For example, your momentum signal might show a 2% gain on day 1, a 1% loss on day 2, a 0.5% gain on day 3, and so on over the past 30 days. Record all this data. Each signal should have such a data column.

In mathematical terms, it means collecting the reward R(i,s) for each signal i in each time interval s.

Step 2: Eliminate systematic drift (remove the mean)

Subtract its own average return from the historical return of each signal.

Why do this?

For example.

• Let's say you have a "buy the dip" signal. The entire crypto market has been surging over the past year, so this signal looks like it's made a lot of money.

But is this really due to the signal? Not necessarily. Any strategy could probably make money in a bull market. Only by subtracting the average can you see whether the signal truly has predictive power after "excluding the overall market trend."

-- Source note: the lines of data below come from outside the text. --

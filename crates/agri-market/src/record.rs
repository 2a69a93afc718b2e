//! Normalized price records and fetch snapshots

use crate::fields::RawPriceRecord;
use chrono::{DateTime, NaiveDate, Utc};
use serde::{Deserialize, Serialize};
use serde_json::Value;

/// One price observation in canonical form
///
/// `min_price`, `max_price` and `modal_price` are the source figures in the
/// source `unit`. `price_per_kg` is the canonical value: when present it is
/// finite, non-negative and in currency per kilogram.
#[derive(Debug, Clone, PartialEq, Serialize, Deserialize)]
pub struct NormalizedPriceRecord {
    pub commodity: String,
    pub variety: String,
    pub state: String,
    pub district: String,
    pub market: String,
    pub min_price: Option<f64>,
    pub max_price: Option<f64>,
    pub modal_price: Option<f64>,
    pub unit: String,
    pub arrival_date: Option<NaiveDate>,
    pub price_per_kg: Option<f64>,
    /// The per-kg value rests on a guessed unit
    pub approximate: bool,
}

impl NormalizedPriceRecord {
    /// Re-emit this record as raw provider input quoted per kilogram
    ///
    /// Normalizing the result again yields the same `price_per_kg`.
    pub fn to_canonical_raw(&self) -> RawPriceRecord {
        let mut raw = RawPriceRecord::new();
        raw.insert("commodity".to_string(), Value::from(self.commodity.clone()));
        raw.insert("variety".to_string(), Value::from(self.variety.clone()));
        raw.insert("state".to_string(), Value::from(self.state.clone()));
        raw.insert("district".to_string(), Value::from(self.district.clone()));
        raw.insert("market".to_string(), Value::from(self.market.clone()));
        if let Some(price) = self.price_per_kg {
            raw.insert("modal_price".to_string(), Value::from(price));
        }
        raw.insert("unit".to_string(), Value::from("kg"));
        if let Some(date) = self.arrival_date {
            raw.insert(
                "arrival_date".to_string(),
                Value::from(date.format("%d/%m/%Y").to_string()),
            );
        }
        raw
    }
}

/// Result of one fetch-and-normalize run
///
/// A failed run carries no records, no timestamp and an error message.
#[derive(Debug, Clone, Default, PartialEq, Serialize, Deserialize)]
pub struct MarketSnapshot {
    pub records: Vec<NormalizedPriceRecord>,
    pub last_updated: Option<DateTime<Utc>>,
    pub error: Option<String>,
}

impl MarketSnapshot {
    /// A successful batch stamped with the current time
    pub fn success(records: Vec<NormalizedPriceRecord>) -> Self {
        Self {
            records,
            last_updated: Some(Utc::now()),
            error: None,
        }
    }

    /// An empty batch with an error message
    pub fn failure(error: impl Into<String>) -> Self {
        Self {
            records: Vec::new(),
            last_updated: None,
            error: Some(error.into()),
        }
    }

    pub fn is_success(&self) -> bool {
        self.error.is_none()
    }
}
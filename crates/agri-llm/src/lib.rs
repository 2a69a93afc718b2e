//! Assistant query router for agri-assist
//!
//! This crate answers free-text farming questions. Queries that need remote
//! knowledge are sent to a text generation API, trying each configured
//! (API version, model) endpoint in priority order. When every endpoint
//! fails, or the query is local to begin with, fixed keyword tables answer
//! instead. Callers always get a string back.
//!
//! - Query classification (remote vs. local)
//! - Endpoint candidates and credential handling
//! - Generation request/response wire types
//! - Provider trait and the generative-language implementation
//! - Keyword responders used as fallbacks

pub mod completion;
pub mod config;
pub mod endpoint;
pub mod error;
pub mod provider;
pub mod providers;
pub mod responder;
pub mod router;

// Re-export main types
pub use completion::{GenerateRequest, extract_text};
pub use config::{AssistantConfig, AssistantConfigBuilder};
pub use endpoint::{Credential, EndpointCandidate};
pub use error::{LlmError, Result};
pub use provider::{Generation, TextProvider};
pub use providers::PalmProvider;
pub use responder::{KeywordTable, LOCAL_RESPONSES, NOT_CONFIGURED, REMOTE_FALLBACK_RESPONSES};
pub use router::{AnswerSource, AssistantRouter, QueryRoute, Resolution, classify};
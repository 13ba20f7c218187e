//! Scalar -> hash160 derivation
//!
//! One point multiplication per candidate: the uncompressed serialization
//! is hashed as-is, and the compressed serialization is rebuilt from the
//! uncompressed coordinates' parity byte instead of a second multiplication.

use k256::elliptic_curve::sec1::ToEncodedPoint;

use crate::crypto::hash160;
use crate::ecmult::EcmultTable;
use crate::error::CandidateError;
use crate::types::Hash160;

/// Both digests for one candidate. Always produced together.
#[derive(Clone, Copy, Debug, PartialEq, Eq)]
pub struct DerivedPair {
    pub compressed: Hash160,
    pub uncompressed: Hash160,
}

/// Derive the compressed and uncompressed hash160 digests for a scalar.
pub fn derive_pair(
    table: &EcmultTable,
    scalar: &[u8; 32],
) -> Result<DerivedPair, CandidateError> {
    let point = table.derive_point(scalar)?;

    // 0x04 || x || y
    let encoded = point.to_encoded_point(false);
    let uncompressed_bytes = encoded.as_bytes();
    debug_assert_eq!(uncompressed_bytes.len(), 65);
    let uncompressed = hash160(uncompressed_bytes);

    // (0x02 | y parity) || x, taken from the uncompressed encoding
    let mut compressed_bytes = [0u8; 33];
    compressed_bytes[0] = 0x02 | (uncompressed_bytes[64] & 0x01);
    compressed_bytes[1..].copy_from_slice(&uncompressed_bytes[1..33]);
    let compressed = hash160(&compressed_bytes);

    Ok(DerivedPair {
        compressed,
        uncompressed,
    })
}
use std::fs::{File, OpenOptions};
use std::io::{self, BufRead, BufReader, BufWriter, Write};
use std::process;
use std::sync::atomic::{AtomicBool, Ordering};
use std::sync::Arc;

use clap::Parser;

use brainsweep::cli::Cli;
use brainsweep::ecmult::EcmultTable;
use brainsweep::error::Result;
use brainsweep::filter::BloomFilter;
use brainsweep::pipeline::{Pipeline, PipelineConfig};
use brainsweep::transform::Transform;

fn main() {
    let cli = Cli::parse();
    match run(cli) {
        Ok(code) => process::exit(code),
        Err(e) => {
            eprintln!("brainsweep: {}", e);
            process::exit(1);
        }
    }
}

fn run(cli: Cli) -> Result<i32> {
    let transform = Transform::from_options(
        &cli.input_type,
        cli.salt.as_deref().map(str::as_bytes),
        cli.passphrase.as_deref().map(str::as_bytes),
    )?;

    let table = match &cli.table {
        // An explicit -w must agree with the file; otherwise the file's
        // window wins.
        Some(path) => {
            if cli.verbose {
                eprintln!("[+] loading multiplication table from {}", path.display());
            }
            EcmultTable::load(path, cli.window)?
        }
        None => {
            let window = cli.window.unwrap_or(brainsweep::ecmult::DEFAULT_WINDOW);
            if cli.verbose {
                eprintln!("[+] building {}-bit multiplication table", window);
            }
            EcmultTable::build(window)?
        }
    };

    let filter = match &cli.bloom {
        Some(path) => {
            let f = BloomFilter::load(path)?;
            if cli.verbose {
                eprintln!(
                    "[+] loaded filter: 2^{} bits, {} probes",
                    f.bit_count().trailing_zeros(),
                    f.probes()
                );
            }
            Some(Arc::new(f))
        }
        None => {
            if cli.verbose {
                eprintln!("[!] no filter given: reporting every derived hash160");
            }
            None
        }
    };

    let mut input: Box<dyn BufRead + Send> = match &cli.input {
        Some(path) => Box::new(BufReader::new(File::open(path)?)),
        None => Box::new(BufReader::new(io::stdin())),
    };

    let mut output: Box<dyn Write + Send> = match &cli.output {
        Some(path) => {
            let file = OpenOptions::new()
                .create(true)
                .write(true)
                .append(cli.append)
                .truncate(!cli.append)
                .open(path)?;
            Box::new(BufWriter::new(file))
        }
        None => Box::new(io::stdout()),
    };

    let shutdown = Arc::new(AtomicBool::new(false));
    {
        let shutdown = shutdown.clone();
        if let Err(e) = ctrlc::set_handler(move || {
            shutdown.store(true, Ordering::SeqCst);
            eprintln!("\n[!] interrupted, draining...");
        }) {
            eprintln!("[!] could not install signal handler: {}", e);
        }
    }

    let pipeline = Pipeline::new(
        Arc::new(table),
        filter,
        PipelineConfig {
            transform,
            threads: cli.threads.max(1),
            verbose: cli.verbose,
        },
    );

    let report = pipeline.run(&mut *input, &mut *output, &shutdown)?;

    if cli.verbose {
        eprintln!(
            "[+] done: {} candidates, {} matches, {} skipped",
            report.candidates, report.matches, report.errors
        );
    }
    Ok(0)
}
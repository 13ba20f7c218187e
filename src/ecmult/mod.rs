//! Windowed precomputed multiplication over the secp256k1 generator
//!
//! The table stores, for every w-bit window of the scalar, the points
//! `d * 2^(w*i) * G` for each nonzero digit value `d`. A scalar
//! multiplication then becomes ceil(256/w) table lookups and mixed
//! additions instead of a full double-and-add ladder. The table is built
//! (or loaded) once and shared read-only for the process lifetime.

use std::fs::File;
use std::io::{BufWriter, Read, Write};
use std::path::Path;

use k256::elliptic_curve::sec1::{FromEncodedPoint, ToEncodedPoint};
use k256::{AffinePoint, EncodedPoint, ProjectivePoint};
use rayon::prelude::*;

use crate::crypto::is_valid_private_key;
use crate::error::{CandidateError, Result, SweepError};

pub const MIN_WINDOW: u32 = 1;
pub const MAX_WINDOW: u32 = 28;
pub const DEFAULT_WINDOW: u32 = 16;

const SCALAR_BITS: usize = 256;

/// Table file format v1:
/// - magic:   4 bytes ("ECMT")
/// - version: 1 byte  (current: 1)
/// - window:  1 byte
/// - reserved: 2 bytes (must be 0)
/// - count:   8 bytes (little-endian u64, number of points)
/// - points:  count * 33 bytes (compressed SEC1)
const TABLE_MAGIC: &[u8; 4] = b"ECMT";
const TABLE_VERSION: u8 = 1;
const TABLE_HEADER_SIZE: usize = 16;
const POINT_SIZE: usize = 33;

pub struct EcmultTable {
    window: u32,
    windows: usize,
    /// `windows * (2^window - 1)` affine points; digit 0 is implicit identity.
    points: Vec<AffinePoint>,
}

impl EcmultTable {
    /// One-time build cost in KiB, checked against system memory before
    /// building (peak is roughly 3x the resident table).
    #[inline]
    pub fn required_build_kib(window: u32) -> u64 {
        3u64 * (1u64 << window)
    }

    /// Fail fast if building a table of this window size would not fit in
    /// memory, rather than building and thrashing.
    pub fn check_memory(window: u32, total_ram_bytes: u64) -> Result<()> {
        let required_kib = Self::required_build_kib(window);
        let total_kib = total_ram_bytes / 1024;
        if required_kib > total_kib {
            return Err(SweepError::MemoryCeiling {
                window,
                required_kib,
                total_kib,
            });
        }
        Ok(())
    }

    /// Build the table from scratch. `window` must already be range-checked;
    /// the memory ceiling is enforced here against the running system.
    pub fn build(window: u32) -> Result<Self> {
        if !(MIN_WINDOW..=MAX_WINDOW).contains(&window) {
            return Err(SweepError::WindowSize(window));
        }
        let mut sys = sysinfo::System::new();
        sys.refresh_memory();
        Self::check_memory(window, sys.total_memory())?;
        Ok(Self::build_unchecked(window))
    }

    fn build_unchecked(window: u32) -> Self {
        let w = window as usize;
        let windows = SCALAR_BITS.div_ceil(w);
        let per_window = (1usize << w) - 1;

        // Window bases: base[i] = 2^(w*i) * G, by repeated doubling.
        let mut bases = Vec::with_capacity(windows);
        let mut base = ProjectivePoint::GENERATOR;
        for _ in 0..windows {
            bases.push(base);
            for _ in 0..w {
                base = base.double();
            }
        }

        // Fill windows in parallel; within a window each entry is the
        // running sum base, 2*base, 3*base, ...
        let points: Vec<AffinePoint> = bases
            .par_iter()
            .flat_map_iter(|&b| {
                let mut column = Vec::with_capacity(per_window);
                let mut acc = ProjectivePoint::IDENTITY;
                for _ in 0..per_window {
                    acc += b;
                    column.push(acc.to_affine());
                }
                column
            })
            .collect();

        Self {
            window,
            windows,
            points,
        }
    }

    #[inline]
    pub fn window_size(&self) -> u32 {
        self.window
    }

    /// Resident size of the point table in bytes.
    pub fn memory_bytes(&self) -> usize {
        self.points.len() * std::mem::size_of::<AffinePoint>()
    }

    #[inline]
    fn entry(&self, win: usize, digit: usize) -> &AffinePoint {
        let per_window = (1usize << self.window) - 1;
        &self.points[win * per_window + (digit - 1)]
    }

    /// Extract the w-bit digit of the scalar at window position `win`.
    /// Bit 0 is the least significant bit of the big-endian scalar.
    #[inline]
    fn digit(&self, key: &[u8; 32], win: usize) -> usize {
        let w = self.window as usize;
        let lo = win * w;
        let hi = (lo + w).min(SCALAR_BITS);
        let mut d = 0usize;
        for bit in lo..hi {
            let byte = key[31 - bit / 8];
            if (byte >> (bit % 8)) & 1 == 1 {
                d |= 1 << (bit - lo);
            }
        }
        d
    }

    /// Scalar multiplication `scalar * G` via table lookups. Produces the
    /// same point as a plain double-and-add ladder for every valid scalar;
    /// zero and out-of-order scalars are rejected, not silently defined.
    pub fn derive_point(
        &self,
        scalar: &[u8; 32],
    ) -> std::result::Result<AffinePoint, CandidateError> {
        if !is_valid_private_key(scalar) {
            return Err(CandidateError::ScalarOutOfRange);
        }
        let mut acc = ProjectivePoint::IDENTITY;
        for win in 0..self.windows {
            let digit = self.digit(scalar, win);
            if digit != 0 {
                acc += self.entry(win, digit);
            }
        }
        Ok(acc.to_affine())
    }

    // ========================================================================
    // TABLE FILE I/O
    // ========================================================================

    /// Serialize the table so later runs (and other machines) can skip the
    /// build pass. Companion of `load`; used by the ecmtabgen tool.
    pub fn save(&self, path: &Path) -> Result<()> {
        let file = File::create(path)?;
        let mut writer = BufWriter::with_capacity(4 * 1024 * 1024, file);

        writer.write_all(TABLE_MAGIC)?;
        writer.write_all(&[TABLE_VERSION, self.window as u8, 0, 0])?;
        writer.write_all(&(self.points.len() as u64).to_le_bytes())?;
        for point in &self.points {
            let encoded = point.to_encoded_point(true);
            writer.write_all(encoded.as_bytes())?;
        }
        writer.flush()?;
        Ok(())
    }

    /// Load a serialized table. When the caller pinned a window size on the
    /// command line, a file built for a different window is rejected.
    pub fn load(path: &Path, expected_window: Option<u32>) -> Result<Self> {
        let mut file = File::open(path)?;
        let mut raw = Vec::new();
        file.read_to_end(&mut raw)?;

        if raw.len() < TABLE_HEADER_SIZE || &raw[0..4] != TABLE_MAGIC {
            return Err(SweepError::TableFormat("missing ECMT header".into()));
        }
        if raw[4] != TABLE_VERSION {
            return Err(SweepError::TableFormat(format!(
                "unsupported version {}",
                raw[4]
            )));
        }
        let window = raw[5] as u32;
        if !(MIN_WINDOW..=MAX_WINDOW).contains(&window) {
            return Err(SweepError::TableFormat(format!(
                "window size {} out of range",
                window
            )));
        }
        if let Some(expected) = expected_window {
            if expected != window {
                return Err(SweepError::TableFormat(format!(
                    "table was built for window size {}, requested {}",
                    window, expected
                )));
            }
        }

        let w = window as usize;
        let windows = SCALAR_BITS.div_ceil(w);
        let per_window = (1usize << w) - 1;
        let expected_count = windows * per_window;

        let count = u64::from_le_bytes(
            raw[8..16].try_into().expect("fixed-width header field"),
        ) as usize;
        if count != expected_count {
            return Err(SweepError::TableFormat(format!(
                "point count {} does not match window size {} (expected {})",
                count, window, expected_count
            )));
        }
        let expected_len = TABLE_HEADER_SIZE + count * POINT_SIZE;
        if raw.len() != expected_len {
            return Err(SweepError::TableFormat(format!(
                "file is {} bytes, expected {}",
                raw.len(),
                expected_len
            )));
        }

        let body = &raw[TABLE_HEADER_SIZE..];
        let points = body
            .par_chunks_exact(POINT_SIZE)
            .map(|chunk| {
                let encoded = EncodedPoint::from_bytes(chunk)
                    .map_err(|_| SweepError::TableFormat("undecodable point".into()))?;
                Option::<AffinePoint>::from(AffinePoint::from_encoded_point(&encoded))
                    .ok_or_else(|| SweepError::TableFormat("point not on curve".into()))
            })
            .collect::<Result<Vec<AffinePoint>>>()?;

        Ok(Self {
            window,
            windows,
            points,
        })
    }
}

The specific formula is: X(i,s) = R(i,s) - mean(R(i)).

Step 3: Calculate the volatility of each signal

This step measures how volatile the return of each signal is.

A single signal might earn an average of 0.1% per day, but sometimes it can earn 5% and sometimes it can lose 4% .

Another signal is an average daily profit of 0.1%, but the fluctuation range is only between -0.5% and +0.7% .

Although the average returns of the two signals are the same, the second signal is clearly more "stable" and more reliable.

Volatility is used to quantify this "stability".

The specific formula is: σ(i)² = (1/M) x Σ X(i,s)².

Step 4: Standardization Processing

Divide the result of step 2 by the volatility of step 3.

Why is this step necessary? Because different signals use different "units." Momentum signals might be calculated as a percentage, microstructure signals might be calculated in basis points (0.01%), and volatility signals might be calculated as absolute values. Comparing them directly is like comparing the size of an apple and an orange—it's meaningless.

Standardization brings all signals to the same scale. It's like converting US dollars, euros, and Japanese yen into the same currency, allowing for fair comparisons.

The specific formula is: Y(i,s) = X(i,s) / σ(i).

Phase Two: Eliminating Market Noise

The goal at this stage is to separate the "overall rise and fall of the market" from the performance of each signal, leaving only the true capability of the signal itself.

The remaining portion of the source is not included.